Open up my books/csv2tables.py program and read through it. What is it doing?
Run it to convert books2.csv into authors.csv, books.csv, and books_authors.csv.
Take a look at the resulting files. Do they look right?

Load the CSV files into their corresponding tables

At the psql prompt, do this:

\copy authors FROM 'authors.csv' DELIMITER ',' CSV NULL AS 'NULL'

and similarly for the other two tables.

Check to make sure it worked

Try these from the psql prompt.

SELECT * FROM authors; SELECT * FROM books; SELECT * FROM books_authors;

Do you see what you expect to see?

Run some interesting queries

Try this at the psql prompt.
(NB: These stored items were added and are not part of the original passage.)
// used for persistence
use rusqlite::{Connection, OptionalExtension, params};
use serde::{Deserialize, Serialize};
use tracing::debug;

use std::fmt;
use std::sync::{Mutex, MutexGuard};

use crate::descriptor::{AdHocDataset, DescriptorId};
use crate::error::{AdHocError, Result};

#[derive(Clone, Copy, Debug, PartialEq, Eq, PartialOrd, Ord, Hash, Serialize, Deserialize)]
#[serde(transparent)]
pub struct DefinitionId(pub i64);

#[derive(Clone, Copy, Debug, PartialEq, Eq, PartialOrd, Ord, Hash, Serialize, Deserialize)]
#[serde(transparent)]
pub struct RunRequestId(pub i64);

impl fmt::Display for DefinitionId {
    fn fmt(&self, f: &mut fmt::Formatter) -> fmt::Result {
        write!(f, "{}", self.0)
    }
}
impl fmt::Display for RunRequestId {
    fn fmt(&self, f: &mut fmt::Formatter) -> fmt::Result {
        write!(f, "{}", self.0)
    }
}

/// A run-time query definition, built to service one evaluation run.
#[derive(Clone, Debug, PartialEq, Serialize, Deserialize)]
pub struct QueryDefinition {
    pub id: Option<DefinitionId>,
    pub name: String,
    pub body: serde_json::Value,
}

#[derive(Clone, Copy, Debug, PartialEq, Eq, Serialize, Deserialize)]
#[serde(rename_all = "camelCase")]
pub enum RunStatus {
    Pending,
    Completed,
    Failed,
}

impl RunStatus {
    fn as_str(&self) -> &'static str {
        match self {
            RunStatus::Pending => "pending",
            RunStatus::Completed => "completed",
            RunStatus::Failed => "failed",
        }
    }
    fn parse(s: &str) -> Result<Self> {
        match s {
            "pending" => Ok(RunStatus::Pending),
            "completed" => Ok(RunStatus::Completed),
            "failed" => Ok(RunStatus::Failed),
            other => Err(AdHocError::Persistence(format!("unknown run status '{other}'"))),
        }
    }
}

#[derive(Clone, Debug, PartialEq, Serialize, Deserialize)]
pub struct RunRequest {
    pub id: Option<RunRequestId>,
    pub definition: DefinitionId,
    pub status: RunStatus,
    pub requested_at: String,
}

/// Something rendered from a definition's output, deleted along with it.
#[derive(Clone, Debug, PartialEq, Serialize, Deserialize)]
pub struct RenderingArtifact {
    pub id: Option<i64>,
    pub definition: DefinitionId,
    pub label: String,
    pub payload: String,
}

/// Storage for descriptors, disposable definitions and run requests.
pub trait DescriptorStore: Send + Sync {
    /// Inserts, or replaces when the descriptor carries an id.
    fn save_descriptor(&self, dataset: &AdHocDataset) -> Result<DescriptorId>;
    fn load_descriptor(&self, id: DescriptorId) -> Result<Option<AdHocDataset>>;
    fn delete_descriptor(&self, id: DescriptorId) -> Result<bool>;

    fn save_definition(&self, definition: &QueryDefinition) -> Result<DefinitionId>;
    fn load_definition(&self, id: DefinitionId) -> Result<Option<QueryDefinition>>;
    /// Ids of definitions whose name starts with `prefix`.
    fn definitions_named(&self, prefix: &str) -> Result<Vec<DefinitionId>>;
    /// Deletes a definition and its rendering artifacts, but only if no run
    /// request references it. Returns whether anything was deleted.
    fn delete_definition_if_unreferenced(&self, id: DefinitionId) -> Result<bool>;

    fn save_run_request(&self, request: &RunRequest) -> Result<RunRequestId>;
    fn set_run_status(&self, id: RunRequestId, status: RunStatus) -> Result<bool>;
    fn delete_run_request(&self, id: RunRequestId) -> Result<bool>;
    fn run_requests_referencing(&self, definition: DefinitionId) -> Result<Vec<RunRequest>>;

    fn save_rendering_artifact(&self, artifact: &RenderingArtifact) -> Result<i64>;
    fn rendering_artifacts(&self, definition: DefinitionId) -> Result<Vec<RenderingArtifact>>;
}

// ------------- Persistence -------------
#[derive(Clone, Debug)]
pub enum PersistenceMode {
    InMemory,
    File(String),
}

pub struct Persistor {
    connection: Mutex<Connection>,
}

impl Persistor {
    pub fn new(mode: PersistenceMode) -> Result<Self> {
        let connection = match &mode {
            PersistenceMode::InMemory => Connection::open_in_memory()?,
            PersistenceMode::File(path) => Connection::open(path)?,
        };
        // The "STRICT" keyword introduced in 3.37.0 breaks JDBC connections, which makes
        // debugging using an external tool like DBeaver impossible
        connection.execute_batch(
            "
            pragma foreign_keys = on;
            create table if not exists Descriptor (
                Descriptor_Identity integer not null,
                Name text not null,
                Body text not null,
                constraint referenceable_Descriptor_Identity primary key (
                    Descriptor_Identity
                )
            );-- STRICT;
            create table if not exists QueryDefinition (
                QueryDefinition_Identity integer not null,
                Name text not null,
                Body text not null,
                constraint referenceable_QueryDefinition_Identity primary key (
                    QueryDefinition_Identity
                )
            );-- STRICT;
            create table if not exists RunRequest (
                RunRequest_Identity integer not null,
                QueryDefinition_Identity integer not null,
                Status text not null,
                RequestedAt text not null,
                constraint RunRequest_runs_QueryDefinition foreign key (
                    QueryDefinition_Identity
                ) references QueryDefinition(QueryDefinition_Identity),
                constraint referenceable_RunRequest_Identity primary key (
                    RunRequest_Identity
                )
            );-- STRICT;
            create table if not exists RenderingArtifact (
                RenderingArtifact_Identity integer not null,
                QueryDefinition_Identity integer not null,
                Label text not null,
                Payload text not null,
                constraint RenderingArtifact_renders_QueryDefinition foreign key (
                    QueryDefinition_Identity
                ) references QueryDefinition(QueryDefinition_Identity),
                constraint referenceable_RenderingArtifact_Identity primary key (
                    RenderingArtifact_Identity
                )
            );-- STRICT;
            ",
        )?;
        debug!(?mode, "persistor ready");
        Ok(Self {
            connection: Mutex::new(connection),
        })
    }

    fn lock(&self) -> Result<MutexGuard<'_, Connection>> {
        self.connection
            .lock()
            .map_err(|e| AdHocError::Persistence(format!("connection lock poisoned: {e}")))
    }
}

impl DescriptorStore for Persistor {
    fn save_descriptor(&self, dataset: &AdHocDataset) -> Result<DescriptorId> {
        let conn = self.lock()?;
        let mut stored = dataset.clone();
        stored.id = None;
        let body = serde_json::to_string(&stored)?;
        match dataset.id {
            Some(id) => {
                let changed = conn.execute(
                    "update Descriptor set Name = ?, Body = ? where Descriptor_Identity = ?",
                    params![&dataset.name, &body, id.0],
                )?;
                if changed == 0 {
                    return Err(AdHocError::NotFound(format!("descriptor {id}")));
                }
                Ok(id)
            }
            None => {
                conn.execute(
                    "insert into Descriptor (Name, Body) values (?, ?)",
                    params![&dataset.name, &body],
                )?;
                Ok(DescriptorId(conn.last_insert_rowid()))
            }
        }
    }

    fn load_descriptor(&self, id: DescriptorId) -> Result<Option<AdHocDataset>> {
        let conn = self.lock()?;
        let body: Option<String> = conn
            .query_row(
                "select Body from Descriptor where Descriptor_Identity = ?",
                params![id.0],
                |r| r.get(0),
            )
            .optional()?;
        match body {
            Some(body) => {
                let mut dataset: AdHocDataset = serde_json::from_str(&body)?;
                dataset.id = Some(id);
                Ok(Some(dataset))
            }
            None => Ok(None),
        }
    }

    fn delete_descriptor(&self, id: DescriptorId) -> Result<bool> {
        let conn = self.lock()?;
        let deleted = conn.execute(
            "delete from Descriptor where Descriptor_Identity = ?",
            params![id.0],
        )?;
        Ok(deleted > 0)
    }

    fn save_definition(&self, definition: &QueryDefinition) -> Result<DefinitionId> {
        let conn = self.lock()?;
        let body = serde_json::to_string(&definition.body)?;
        match definition.id {
            Some(id) => {
                conn.execute(
                    "insert or replace into QueryDefinition (QueryDefinition_Identity, Name, Body)
                        values (?, ?, ?)",
                    params![id.0, &definition.name, &body],
                )?;
                Ok(id)
            }
            None => {
                conn.execute(
                    "insert into QueryDefinition (Name, Body) values (?, ?)",
                    params![&definition.name, &body],
                )?;
                Ok(DefinitionId(conn.last_insert_rowid()))
            }
        }
    }

    fn load_definition(&self, id: DefinitionId) -> Result<Option<QueryDefinition>> {
        let conn = self.lock()?;
        let row: Option<(String, String)> = conn
            .query_row(
                "select Name, Body from QueryDefinition where QueryDefinition_Identity = ?",
                params![id.0],
                |r| Ok((r.get(0)?, r.get(1)?)),
            )
            .optional()?;
        match row {
            Some((name, body)) => Ok(Some(QueryDefinition {
                id: Some(id),
                name,
                body: serde_json::from_str(&body)?,
            })),
            None => Ok(None),
        }
    }

    fn definitions_named(&self, prefix: &str) -> Result<Vec<DefinitionId>> {
        let conn = self.lock()?;
        let mut statement = conn.prepare(
            "select QueryDefinition_Identity, Name
                from QueryDefinition
                order by QueryDefinition_Identity",
        )?;
        let rows = statement.query_map([], |r| Ok((r.get::<_, i64>(0)?, r.get::<_, String>(1)?)))?;
        let mut ids = Vec::new();
        for row in rows {
            let (id, name) = row?;
            if name.starts_with(prefix) {
                ids.push(DefinitionId(id));
            }
        }
        Ok(ids)
    }

    fn delete_definition_if_unreferenced(&self, id: DefinitionId) -> Result<bool> {
        let mut conn = self.lock()?;
        let tx = conn.transaction()?;
        let referenced: i64 = tx.query_row(
            "select count(*) from RunRequest where QueryDefinition_Identity = ?",
            params![id.0],
            |r| r.get(0),
        )?;
        if referenced > 0 {
            return Ok(false);
        }
        tx.execute(
            "delete from RenderingArtifact where QueryDefinition_Identity = ?",
            params![id.0],
        )?;
        let deleted = tx.execute(
            "delete from QueryDefinition where QueryDefinition_Identity = ?",
            params![id.0],
        )?;
        tx.commit()?;
        Ok(deleted > 0)
    }

    fn save_run_request(&self, request: &RunRequest) -> Result<RunRequestId> {
        let conn = self.lock()?;
        conn.execute(
            "insert into RunRequest (QueryDefinition_Identity, Status, RequestedAt)
                values (?, ?, ?)",
            params![request.definition.0, request.status.as_str(), &request.requested_at],
        )?;
        Ok(RunRequestId(conn.last_insert_rowid()))
    }

    fn set_run_status(&self, id: RunRequestId, status: RunStatus) -> Result<bool> {
        let conn = self.lock()?;
        let changed = conn.execute(
            "update RunRequest set Status = ? where RunRequest_Identity = ?",
            params![status.as_str(), id.0],
        )?;
        Ok(changed > 0)
    }

    fn delete_run_request(&self, id: RunRequestId) -> Result<bool> {
        let conn = self.lock()?;
        let deleted = conn.execute(
            "delete from RunRequest where RunRequest_Identity = ?",
            params![id.0],
        )?;
        Ok(deleted > 0)
    }

    fn run_requests_referencing(&self, definition: DefinitionId) -> Result<Vec<RunRequest>> {
        let conn = self.lock()?;
        let mut statement = conn.prepare(
            "select RunRequest_Identity, Status, RequestedAt
                from RunRequest
                where QueryDefinition_Identity = ?
                order by RunRequest_Identity",
        )?;
        let rows = statement.query_map(params![definition.0], |r| {
            Ok((r.get::<_, i64>(0)?, r.get::<_, String>(1)?, r.get::<_, String>(2)?))
        })?;
        let mut requests = Vec::new();
        for row in rows {
            let (id, status, requested_at) = row?;
            requests.push(RunRequest {
                id: Some(RunRequestId(id)),
                definition,
                status: RunStatus::parse(&status)?,
                requested_at,
            });
        }
        Ok(requests)
    }

    fn save_rendering_artifact(&self, artifact: &RenderingArtifact) -> Result<i64> {
        let conn = self.lock()?;
        conn.execute(
            "insert into RenderingArtifact (QueryDefinition_Identity, Label, Payload)
                values (?, ?, ?)",
            params![artifact.definition.0, &artifact.label, &artifact.payload],
        )?;
        Ok(conn.last_insert_rowid())
    }

    fn rendering_artifacts(&self, definition: DefinitionId) -> Result<Vec<RenderingArtifact>> {
        let conn = self.lock()?;
        let mut statement = conn.prepare(
            "select RenderingArtifact_Identity, Label, Payload
                from RenderingArtifact
                where QueryDefinition_Identity = ?
                order by RenderingArtifact_Identity",
        )?;
        let rows = statement.query_map(params![definition.0], |r| {
            Ok(RenderingArtifact {
                id: Some(r.get(0)?),
                definition,
                label: r.get(1)?,
                payload: r.get(2)?,
            })
        })?;
        let mut artifacts = Vec::new();
        for row in rows {
            artifacts.push(row?);
        }
        Ok(artifacts)
    }
}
Try to make sense of what it's asking.

SELECT books.title, books.publication_year FROM books, authors, books_authors WHERE authors.surname = 'Willis' AND authors.id = books_authors.author_id AND books.id = books_authors.book_id;

SELECT authors.given_name, authors.surname, books.title, books.publication_year FROM books, authors, books_authors WHERE books.id = books_authors.book_id AND authors.id = books_authors.author_id;

SELECT authors.given_name, authors.surname, books.title, books.publication_year FROM books, authors, books_authors WHERE books.id = books_authors.book_id AND authors.id = books_authors.author_id AND authors.surname LIKE 'B%' ORDER BY authors.surname, authors.given_name;

Now try to come up with a query that reports all the authors of the book whose title is "Character Limit".

All done!

Feel free to play around with any of this to figure it out better.